Pulmonary malformation in transgenic mice expressing human keratinocyte growth factor in the lung.

Expression of human keratinocyte growth factor (KGF/FGF-7) was directed to epithelial cells of the developing embryonic lung of transgenic mice disrupting normal pulmonary morphogenesis during the pseudoglandular stage of development. By embryonic day 15.5(E15.5), lungs of transgenic surfactant protein C (SP-C)-KGF mice resembled those of humans with pulmonary cystadenoma. Lungs were cystic, filling the thoracic cavity, and were composed of numerous dilated saccules lined with glycogen-containing columnar epithelial cells.

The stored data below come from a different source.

//! 统一的 API 错误类型与转换。

use axum::Json;
use axum::http::StatusCode;
use axum::response::{IntoResponse, Response};
use serde_json::json;
use std::fmt;

#[derive(Debug)]
pub enum ApiError {
    ServerMisconfigured,
    Unauthorized,
    FetchFailed,
    SaveFailed,
    MissingConfiguration,
    InvalidOperation,
    BackupNotFound,
    WebDav(StatusCode),
    Internal(String),
}

impl ApiError {
    /// 错误对应的 HTTP 状态码。
    pub fn status(&self) -> StatusCode {
        match self {
            ApiError::ServerMisconfigured
            | ApiError::FetchFailed
            | ApiError::SaveFailed
            | ApiError::Internal(_) => StatusCode::INTERNAL_SERVER_ERROR,
            ApiError::Unauthorized => StatusCode::UNAUTHORIZED,
            ApiError::MissingConfiguration | ApiError::InvalidOperation => {
                StatusCode::BAD_REQUEST
            }
            ApiError::BackupNotFound => StatusCode::NOT_FOUND,
            ApiError::WebDav(status) => *status,
        }
    }
}

impl fmt::Display for ApiError {
    fn fmt(&self, f: &mut fmt::Formatter<'_>) -> fmt::Result {
        match self {
            ApiError::ServerMisconfigured => f.write_str("Server misconfigured: PASSWORD not set"),
            ApiError::Unauthorized => f.write_str("Unauthorized"),
            ApiError::FetchFailed => f.write_str("Failed to fetch data"),
            ApiError::SaveFailed => f.write_str("Failed to save data"),
            ApiError::MissingConfiguration => f.write_str("Missing configuration"),
            ApiError::InvalidOperation => f.write_str("Invalid operation"),
            ApiError::BackupNotFound => f.write_str("Backup file not found"),
            ApiError::WebDav(status) => write!(f, "WebDAV Error: {}", status.as_u16()),
            ApiError::Internal(msg) => f.write_str(msg),
        }
    }
}

impl IntoResponse for ApiError {
    fn into_response(self) -> Response {
        let body = Json(json!({ "error": self.to_string() }));
        (self.status(), body).into_response()
    }
}

impl From<reqwest::Error> for ApiError {
    fn from(error: reqwest::Error) -> Self {
        ApiError::Internal(error.to_string())
    }
}

impl From<serde_json::Error> for ApiError {
    fn from(error: serde_json::Error) -> Self {
        ApiError::Internal(error.to_string())
    }
}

The normal distribution of SP-C proprotein in the distal regions of respiratory tubules was disrupted. Columnar epithelial cells lining the papillary structures stained variably and weakly for this distal respiratory cell marker. Mesenchymal components were preserved in the transgenic mouse lungs, yet the architectural relationship of the epithelium to the mesenchyme was altered. SP-C-KGF transgenic mice failed to survive gestation to term, dying before E17.5. Culturing mouse fetal lung explants in the presence of recombinant human KGF also disrupted branching morphogenesis and resulted in similar cystic malformation of the lung. Thus, it appears that precise temporal and spatial expression of KGF is likely to play a crucial role in the control of branching morphogenesis during fetal lung development.